First to model the data: a mapping of jug sizes to their current quantity. There are 3 primitive operations:

  • filling a jug to capacity
  • emptying a jug entirely
  • pouring from a source jug to a destination jug, until either the source is emptied or the destination is full
class Jugs(dict):
    def fill(self, size):
        self[size] = size

    def empty(self, size):
        self[size] = 0
    def pour(self, src, dest):
        total = self[src] + self[dest]
        self[src] = max(total - dest, 0)
        self[dest] = min(total, dest)

That’s sufficient to solve the puzzle through sheer brute force: scanning every possible combination breadth-first. Note the below implementations don’t terminate unless a solution is found.

import itertools
from functools import partial

sizes = 3, 5
operations = list(itertools.chain(
    (partial(Jugs.fill, size=size) for size in sizes),
    (partial(Jugs.empty, size=size) for size in sizes),
    (partial(Jugs.pour, src=src, dest=dest)
         for src, dest in itertools.permutations(sizes, 2)),

def search(target):
    for n in itertools.count(1):
        for ops in itertools.product(operations, repeat=n):
            jugs = Jugs.fromkeys(sizes, 0)
            states = [op(jugs) or tuple(jugs.values()) for op in ops]
            if any(target in state for state in states):
                return states

%time search(4)
CPU times: user 138 ms, sys: 2.28 ms, total: 140 ms
Wall time: 144 ms
[(0, 5), (3, 2), (0, 2), (2, 0), (2, 5), (3, 4)]

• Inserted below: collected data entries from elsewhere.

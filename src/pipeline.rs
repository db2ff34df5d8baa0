//! End-to-end parameter generation
//!
//! A full run has three stages that can also be invoked separately:
//!
//! 1. [`run_regrid`] brings every source onto the domain grid
//! 2. [`make_hydroclimate_masks`] classifies cells for the baseflow lookup
//! 3. [`build_parameters`] derives all variables, [`write_parameters`] writes them
//!
//! Each stage reads what the previous one wrote in the output directory, so a
//! failed run can be resumed by hand from the stage that failed.

use crate::baseflow::{assign_baseflow, SoilParamFile};
use crate::climate::{annual_precipitation, avg_temperature, off_gmt_from_longitude};
use crate::config::Config;
use crate::domain::Domain;
use crate::errors::{Result, VicParamsError};
use crate::hydroclimate::{classify_masks, HydroclimateMasks};
use crate::netcdf_io::{read_grid, ParameterWriter, FILL_I32};
use crate::params::ParameterSet;
use crate::regrid::catalog::SOIL_LAYERS;
use crate::regrid::{RegriddedPaths, Regridder, SourceCatalog};
use crate::schema::{N_LAYER, N_MONTH, N_ROOT_ZONE, N_VEG_CLASS, N_VERTEX};
use crate::soil::{derive_soil_parameters, total_depth, SoilInputs, SoilOptions};
use crate::vegetation::{derive_vegetation_parameters, VegLibrary, VegetationInputs, VegetationOptions};
use ndarray::{stack, Array1, Array2, Array3, ArrayD, Axis, Ix2, Ix3, Ix4, Slice};
use std::fs;
use std::path::{Path, PathBuf};
use std::time::Instant;
use tracing::{info, warn};

/// Regrid every source of the catalogue; returns the number of jobs run
pub fn run_regrid(config: &Config, regridder: &dyn Regridder) -> Result<usize> {
    fs::create_dir_all(&config.parameter_specs.output_dir)?;
    let catalog = SourceCatalog::from_config(config);
    let domain_path = &config.parameter_specs.domain_file;

    info!(jobs = catalog.len(), backend = regridder.name(), "regridding sources");
    for (n, job) in catalog.iter().enumerate() {
        let start = Instant::now();
        regridder.regrid(job, domain_path)?;
        info!(
            job = %job.name,
            step = n + 1,
            of = catalog.len(),
            seconds = start.elapsed().as_secs_f64(),
            "job done"
        );
    }
    Ok(catalog.len())
}

/// Classify hydroclimates from the regridded Köppen and permafrost maps
///
/// The masks are also written to `hydroclimate_masks_<grid>.nc`.
pub fn make_hydroclimate_masks(config: &Config) -> Result<HydroclimateMasks> {
    let domain = Domain::open(&config.parameter_specs.domain_file)?;
    let paths = RegriddedPaths::from_config(config);
    let grid = domain.shape();

    let koppen = read_field(&paths.koppen(), &config.hydroclimate.koppen_variable, grid)?;
    let permafrost = read_field(&paths.permafrost(), &config.hydroclimate.permafrost_variable, grid)?;

    let masks = classify_masks(&domain, &koppen, &permafrost)?;
    masks.write(&paths.hydroclimate_masks(), &domain)?;
    Ok(masks)
}

/// Derive every parameter file variable from the regridded inputs
///
/// # Errors
///
/// Fails if a regridded input is missing or misshapen, a derivation fails,
/// or a required variable of the parameter file was not produced.
pub fn build_parameters(config: &Config) -> Result<ParameterSet> {
    let domain = Domain::open(&config.parameter_specs.domain_file)?;
    let paths = RegriddedPaths::from_config(config);
    let mut set = ParameterSet::new();

    insert_index_variables(&mut set)?;
    insert_geometry(&mut set, &domain)?;

    let start = Instant::now();
    let soil = read_soil_inputs(config, &paths, &domain)?;
    derive_soil_parameters(
        &soil,
        &domain,
        &config.constants,
        SoilOptions {
            organic_fract: config.soil.organic_fract,
        },
    )?
    .insert_into(&mut set)?;
    info!(seconds = start.elapsed().as_secs_f64(), "soil parameters done");

    let vegetation = read_vegetation_inputs(config, &paths, &domain)?;
    derive_vegetation_parameters(
        &vegetation,
        &domain,
        &VegLibrary::nldas(),
        VegetationOptions {
            max_snow_albedo: config.vegetation.max_snow_albedo,
        },
    )?
    .insert_into(&mut set)?;

    let masks_path = paths.hydroclimate_masks();
    let masks = if masks_path.exists() {
        HydroclimateMasks::read(&masks_path)?
    } else {
        warn!(path = %masks_path.display(), "no hydroclimate mask file, classifying now");
        make_hydroclimate_masks(config)?
    };
    let soil_file = SoilParamFile::open(&config.baseflow.soil_file)?;
    assign_baseflow(&domain, &masks, &soil_file, config.baseflow.fallback)?.insert_into(&mut set)?;

    insert_climate(&mut set, config, &paths, &domain)?;
    insert_constants(&mut set, config, &domain)?;

    let missing = set.missing_required();
    if !missing.is_empty() {
        return Err(VicParamsError::Generic(format!(
            "parameter set is missing required variables: {}",
            missing.join(", ")
        )));
    }

    info!(variables = set.len(), "parameter set complete");
    Ok(set)
}

/// Write the parameter set to the configured output path
pub fn write_parameters(config: &Config, set: &ParameterSet) -> Result<PathBuf> {
    let domain = Domain::open(&config.parameter_specs.domain_file)?;
    let output = config.parameter_specs.output_path();
    if let Some(parent) = output.parent().filter(|p| !p.as_os_str().is_empty()) {
        fs::create_dir_all(parent)?;
    }

    ParameterWriter::new(&output)
        .with_title(format!("VIC parameters for {}", config.parameter_specs.grid))
        .write(&domain, set)?;
    Ok(output)
}

/// Regrid, classify, derive and write in one go
pub fn run_all(config: &Config, regridder: &dyn Regridder) -> Result<PathBuf> {
    let start = Instant::now();
    run_regrid(config, regridder)?;
    make_hydroclimate_masks(config)?;
    let set = build_parameters(config)?;
    let output = write_parameters(config, &set)?;
    info!(
        output = %output.display(),
        seconds = start.elapsed().as_secs_f64(),
        "run complete"
    );
    Ok(output)
}

/// Read a regridded variable, keeping the first `leading[k]` entries of each
/// leading axis; extra singleton axes in front are dropped
fn read_leading(path: &Path, name: &str, grid: (usize, usize), leading: &[usize]) -> Result<ArrayD<f64>> {
    let mut data = read_grid(path, name, grid)?;
    let found = data.shape().to_vec();
    while data.ndim() > leading.len() + 2 && data.shape()[0] == 1 {
        data = data.index_axis_move(Axis(0), 0);
    }

    let too_small = data.shape().iter().zip(leading).any(|(&have, &want)| have < want);
    if data.ndim() != leading.len() + 2 || too_small {
        let mut expected = leading.to_vec();
        expected.extend([grid.0, grid.1]);
        return Err(VicParamsError::ShapeMismatch {
            var: name.to_string(),
            expected,
            found,
        });
    }

    let mut view = data.view();
    for (axis, &len) in leading.iter().enumerate() {
        if view.shape()[axis] > len {
            warn!(var = name, axis, keep = len, "ignoring extra entries");
            view.slice_axis_inplace(Axis(axis), Slice::from(..len));
        }
    }
    Ok(view.to_owned())
}

fn read_field(path: &Path, name: &str, grid: (usize, usize)) -> Result<Array2<f64>> {
    Ok(read_leading(path, name, grid, &[])?.into_dimensionality::<Ix2>()?)
}

/// Stack one `(nj, ni)` field per file along a new first axis
fn read_stacked(files: &[PathBuf], name: &str, grid: (usize, usize)) -> Result<Array3<f64>> {
    let fields = files
        .iter()
        .map(|path| read_field(path, name, grid))
        .collect::<Result<Vec<_>>>()?;
    let views: Vec<_> = fields.iter().map(|f| f.view()).collect();
    Ok(stack(Axis(0), &views)?)
}

fn read_soil_layers(paths: &RegriddedPaths, variable: &str, grid: (usize, usize)) -> Result<Array3<f64>> {
    let files: Vec<PathBuf> = (1..=SOIL_LAYERS).map(|l| paths.soil(variable, l)).collect();
    read_stacked(&files, variable, grid)
}

fn read_soil_inputs(config: &Config, paths: &RegriddedPaths, domain: &Domain) -> Result<SoilInputs> {
    let grid = domain.shape();
    let (bulk_density, organic) = if config.soil.organic_fract {
        (
            Some(read_soil_layers(paths, "bulk_density", grid)?),
            Some(read_soil_layers(paths, "organic_fract", grid)?),
        )
    } else {
        (None, None)
    };

    let bedrock = if config.soil.use_bedrock_depth {
        Some(read_field(&paths.bedrock(), "bedrock", grid)?)
    } else {
        None
    };

    Ok(SoilInputs {
        sand: read_soil_layers(paths, "sand", grid)?,
        clay: read_soil_layers(paths, "clay", grid)?,
        silt: read_soil_layers(paths, "silt", grid)?,
        bulk_density,
        organic,
        total_depth: total_depth(domain, bedrock.as_ref(), &config.soil),
    })
}

fn read_vegetation_inputs(
    config: &Config,
    paths: &RegriddedPaths,
    domain: &Domain,
) -> Result<VegetationInputs> {
    let grid = domain.shape();
    let veg = &config.vegetation;
    Ok(VegetationInputs {
        pct_pft: read_leading(&paths.pct_pft(), &veg.pft_variable, grid, &[N_VEG_CLASS])?
            .into_dimensionality::<Ix3>()?,
        lai: read_leading(&paths.lai(), &veg.lai_variable, grid, &[N_MONTH, N_VEG_CLASS])?
            .into_dimensionality::<Ix4>()?,
        height: read_leading(&paths.veg_height(), &veg.height_variable, grid, &[N_MONTH, N_VEG_CLASS])?
            .into_dimensionality::<Ix4>()?,
    })
}

fn insert_index_variables(set: &mut ParameterSet) -> Result<()> {
    let range = |first: i32, n: usize| Array1::from_iter((0..n as i32).map(|k| first + k));
    set.insert_int("veg_class", range(1, N_VEG_CLASS))?;
    set.insert_int("month", range(1, N_MONTH))?;
    set.insert_int("nlayer", range(0, N_LAYER))?;
    set.insert_int("root_zone", range(1, N_ROOT_ZONE))?;
    Ok(())
}

fn insert_geometry(set: &mut ParameterSet, domain: &Domain) -> Result<()> {
    set.insert_float("xc", domain.xc.clone())?;
    set.insert_float("yc", domain.yc.clone())?;

    // corners move from (nj, ni, nv) to (nv4, nj, ni)
    for (name, corners) in [("xv", &domain.xv), ("yv", &domain.yv)] {
        match corners {
            Some(c) if c.shape()[2] == N_VERTEX => {
                let rolled = c.view().permuted_axes([2, 0, 1]).as_standard_layout().to_owned();
                set.insert_float(name, rolled)?;
            }
            Some(c) => {
                warn!(var = name, vertices = c.shape()[2], "domain corners are not quadrilaterals, skipped");
            }
            None => {}
        }
    }

    let mut lats = domain.yc.clone();
    let mut lons = domain.xc.clone();
    domain.mask_in_place(&mut lats)?;
    domain.mask_in_place(&mut lons)?;
    set.insert_float("lats", lats)?;
    set.insert_float("lons", lons)?;

    set.insert_int("mask", domain.mask.clone())?;
    set.insert_int("run_cell", domain.mask.clone())?;
    let mut gridcell = domain.gridcell_numbers();
    domain.mask_int_in_place(&mut gridcell, FILL_I32)?;
    set.insert_int("gridcell", gridcell)?;
    Ok(())
}

fn insert_climate(
    set: &mut ParameterSet,
    config: &Config,
    paths: &RegriddedPaths,
    domain: &Domain,
) -> Result<()> {
    let grid = domain.shape();
    let months = |variable: &str| -> Vec<PathBuf> {
        (1..=N_MONTH).map(|m| paths.worldclim(variable, m)).collect()
    };

    let mut avg_t = avg_temperature(&read_stacked(&months("tavg"), "tavg", grid)?)?;
    let mut annual_prec = annual_precipitation(&read_stacked(&months("prec"), "prec", grid)?)?;
    let mut elev = read_field(&paths.elevation(), &config.gtopo.variable, grid)?;
    let mut off_gmt = if config.other.off_gmt_file.is_some() {
        read_field(&paths.off_gmt(), "off_gmt", grid)?
    } else {
        off_gmt_from_longitude(&domain.xc)
    };

    for field in [&mut avg_t, &mut annual_prec, &mut elev, &mut off_gmt] {
        domain.mask_in_place(field)?;
    }
    set.insert_float("avg_T", avg_t)?;
    set.insert_float("annual_prec", annual_prec)?;
    set.insert_float("elev", elev)?;
    set.insert_float("off_gmt", off_gmt)?;
    Ok(())
}

fn insert_constants(set: &mut ParameterSet, config: &Config, domain: &Domain) -> Result<()> {
    let constants = &config.constants;
    for (name, value) in [
        ("rough", constants.rough),
        ("snow_rough", constants.snow_rough),
        ("dp", constants.dp),
    ] {
        set.insert_float(name, domain.nan_mask().mapv(|m| m * value))?;
    }

    let mut fs_active = Array2::from_elem(domain.shape(), constants.fs_active);
    domain.mask_int_in_place(&mut fs_active, FILL_I32)?;
    set.insert_int("fs_active", fs_active)?;
    Ok(())
}

#[cfg(test)]
mod tests {
    use super::*;
    use ndarray::array;

    #[test]
    fn index_variables() {
        let mut set = ParameterSet::new();
        insert_index_variables(&mut set).unwrap();
        let veg_class = set.get("veg_class").unwrap().as_int().unwrap();
        assert_eq!(veg_class.len(), 17);
        assert_eq!(veg_class[[16]], 17);
        assert_eq!(set.get("nlayer").unwrap().as_int().unwrap()[[0]], 0);
    }

    #[test]
    fn geometry_rolls_corners() {
        let mut domain = Domain::from_parts(
            array![[1, 0]],
            array![[10.0, 11.0]],
            array![[50.0, 50.0]],
        )
        .unwrap();
        let corners = Array3::from_shape_fn((1, 2, 4), |(_, i, v)| i as f64 * 10.0 + v as f64);
        domain.xv = Some(corners.clone());
        domain.yv = Some(corners);

        let mut set = ParameterSet::new();
        insert_geometry(&mut set, &domain).unwrap();

        let xv = set.get("xv").unwrap().as_float().unwrap();
        assert_eq!(xv.shape(), &[4, 1, 2]);
        assert_eq!(xv[[3, 0, 1]], 13.0);

        let gridcell = set.get("gridcell").unwrap().as_int().unwrap();
        assert_eq!(gridcell[[0, 0]], 1);
        assert_eq!(gridcell[[0, 1]], FILL_I32);
        assert!(set.get("lats").unwrap().as_float().unwrap()[[0, 1]].is_nan());
    }
}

Now to relentlessly simplify the code. The first observation is that an empty source is useless, as is a full destination. So the fill and empty primitives are actually unneeded, and can be integrated into the pour method.

def pour(jugs, src, dest):
    if not jugs[src]:
        jugs[src] = src
    if jugs[dest] >= dest:
        jugs[dest] = 0
    total = jugs[src] + jugs[dest]
    jugs[src] = max(total - dest, 0)
    jugs[dest] = min(total, dest)

operations = [partial(pour, src=src, dest=dest) 
               for src, dest in itertools.permutations(sizes, 2)]

%time search(4)
CPU times: user 87 µs, sys: 0 ns, total: 87 µs
Wall time: 88.7 µs
[(3, 2), (2, 0), (3, 4)]

That reduced the search space considerably, but moreover has revealed another simplification: it’s pointless to “undo” a pour. Whether the source was emptied or the destination was filled, whatever reversing the previous pour direction would accomplish could have been done in the first place.

If there were more than 2 jugs, then there could be complex workflows. But with only 2, the first choice in pour directions determines the rest. There are only 2 potential solutions to the puzzle.

def search(target, src, dest):
    jugs = dict.fromkeys((src, dest), 0)
    while True:
        pour(jugs, src, dest)
        yield tuple(jugs.values())
        if target in jugs.values():

list(search(4, 5, 3))
[(2, 3), (0, 2), (4, 3)]
list(search(4, 3, 5))
[(0, 3), (1, 5), (0, 1), (0, 4)]

And both of them are valid solutions. The solution to the puzzle is quite simply: keep pouring. It doesn’t even matter which to start with.

But it can be further simplified. Now it’s clear that the jug data structure is only providing modular arithmetic.

def search(target, src, dest):
    for n in itertools.count(1):
        quot, rem = divmod(n * src - target, dest)
        if not rem:
            return n, -quot

search(4, 5, 3)
(2, -2)
search(4, 3, 5)
(3, -1)
assert (5 * 2) - (3 * 2) == (3 * 3) - (5 * 1) == 4

The puzzle is looking for integer solutions to \[ \ 3x + 5y = 4 \] Which is known as a linear Diophantine equation, and must have a solution because \(4\) is a multiple of \(gcd(3, 5)\).